Genomes and Annotations
Introduction
In general, for RNA-seq analysis it is best to use genome sequences and gene annotations that:
Include sequences and gene annotations from PRIMARY contigs, i.e. chromosomes, mitochondrial sequences, unlocalised and unplaced scaffolds
Do not include sequences and gene annotations from alternative (ALT) contigs
Exclude multi-placed transcript sequences by masking/excluding sequence/records from the Y chromosome PAR region.
The txseq repository uses genome sequences and gene annotations retrieved from Ensembl. These are pre-processed using the “txseq ensembl” command which addresses all the issues above and outputs sanitised genome sequence and annotation files.
Note
If you are using the KIR BMRC workspace, sanitised genome sequences and gene annotations can be found in the “/well/kir/projects/mirror/txseq/” directory.

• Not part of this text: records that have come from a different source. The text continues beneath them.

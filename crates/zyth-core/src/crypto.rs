use ring::{
    rand::SystemRandom,
    signature::{Ed25519KeyPair, KeyPair as _, UnparsedPublicKey, ED25519},
};
use serde::{Deserialize, Serialize};
use sha2::{Digest, Sha256};
use std::fmt;

use crate::error::CoreError;

/// Ed25519 keypair used for block and vote signatures.
pub struct KeyPair {
    inner: Ed25519KeyPair,
}

impl KeyPair {
    /// Generate a fresh keypair from the system RNG.
    pub fn generate() -> Result<Self, CoreError> {
        let rng = SystemRandom::new();
        let pkcs8 = Ed25519KeyPair::generate_pkcs8(&rng)
            .map_err(|e| CoreError::Crypto(format!("keypair generation failed: {:?}", e)))?;
        let inner = Ed25519KeyPair::from_pkcs8(pkcs8.as_ref())
            .map_err(|e| CoreError::Crypto(format!("keypair parse failed: {:?}", e)))?;
        Ok(Self { inner })
    }

    /// Derive a keypair from a 32-byte seed (deterministic, used in tests
    /// and for validator identities restored from disk).
    pub fn from_seed(seed: &[u8]) -> Result<Self, CoreError> {
        if seed.len() != 32 {
            return Err(CoreError::Crypto("seed must be 32 bytes".to_string()));
        }
        let inner = Ed25519KeyPair::from_seed_unchecked(seed)
            .map_err(|e| CoreError::Crypto(format!("key derivation failed: {:?}", e)))?;
        Ok(Self { inner })
    }

    pub fn public_key(&self) -> Vec<u8> {
        self.inner.public_key().as_ref().to_vec()
    }

    /// Sign a message; Ed25519 signatures are 64 bytes.
    pub fn sign(&self, message: &[u8]) -> Vec<u8> {
        self.inner.sign(message).as_ref().to_vec()
    }

    /// Address derived from this keypair's public key.
    pub fn address(&self) -> Address {
        Address::from_public_key(&self.public_key())
    }
}

/// Verify an Ed25519 signature against a raw public key.
pub fn verify_signature(public_key: &[u8], message: &[u8], signature: &[u8]) -> bool {
    let public_key = UnparsedPublicKey::new(&ED25519, public_key);
    public_key.verify(message, signature).is_ok()
}

/// SHA-256 digest rendered as lowercase hex.
pub fn hash_data(data: &[u8]) -> String {
    let mut hasher = Sha256::new();
    hasher.update(data);
    hex::encode(hasher.finalize())
}

/// On-chain account / validator address.
///
/// Format: `ZYTH_` followed by the first 40 hex chars of the SHA-256 of the
/// public key. Addresses are stable identifiers; the underlying key can be
/// verified independently via `verify_signature`.
#[derive(Debug, Clone, Serialize, Deserialize, PartialEq, Eq, Hash, PartialOrd, Ord)]
pub struct Address(String);

impl Address {
    pub fn from_public_key(public_key: &[u8]) -> Self {
        let hash = hash_data(public_key);
        Self(format!("ZYTH_{}", &hash[..40]))
    }

    pub fn from_string(s: String) -> Self {
        Self(s)
    }

    pub fn as_str(&self) -> &str {
        &self.0
    }
}

impl fmt::Display for Address {
    fn fmt(&self, f: &mut fmt::Formatter<'_>) -> fmt::Result {
        write!(f, "{}", self.0)
    }
}

#[cfg(test)]
mod tests {
    use super::*;

    #[test]
    fn test_sign_and_verify_roundtrip() {
        let keypair = KeyPair::from_seed(&[7u8; 32]).unwrap();
        let message = b"zytherion block header";
        let signature = keypair.sign(message);

        assert_eq!(signature.len(), 64);
        assert!(verify_signature(&keypair.public_key(), message, &signature));
        assert!(!verify_signature(&keypair.public_key(), b"tampered", &signature));
    }

    #[test]
    fn test_seed_determinism() {
        let a = KeyPair::from_seed(&[1u8; 32]).unwrap();
        let b = KeyPair::from_seed(&[1u8; 32]).unwrap();
        assert_eq!(a.public_key(), b.public_key());
        assert_eq!(a.address(), b.address());
    }

    #[test]
    fn test_bad_seed_length() {
        assert!(KeyPair::from_seed(&[0u8; 16]).is_err());
    }

    #[test]
    fn test_address_format() {
        let keypair = KeyPair::from_seed(&[9u8; 32]).unwrap();
        let address = keypair.address();
        assert!(address.as_str().starts_with("ZYTH_"));
        assert_eq!(address.as_str().len(), 45);
    }
}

Retrieving genome sequences and gene annotations
The following files are required:
The Ensembl primary assembly FASTA sequences
The Ensembl geneset in GTF format
The Ensembl cDNA FASTA sequences
The Ensembl ncRNA FASTA sequences
PAR region definitions in BED format
The current Ensembl genome and annotation files can retrieve from the Ensembl FTP website.
PAR region locations can be retrieved from e.g. the Genome Reference Consortium, e.g.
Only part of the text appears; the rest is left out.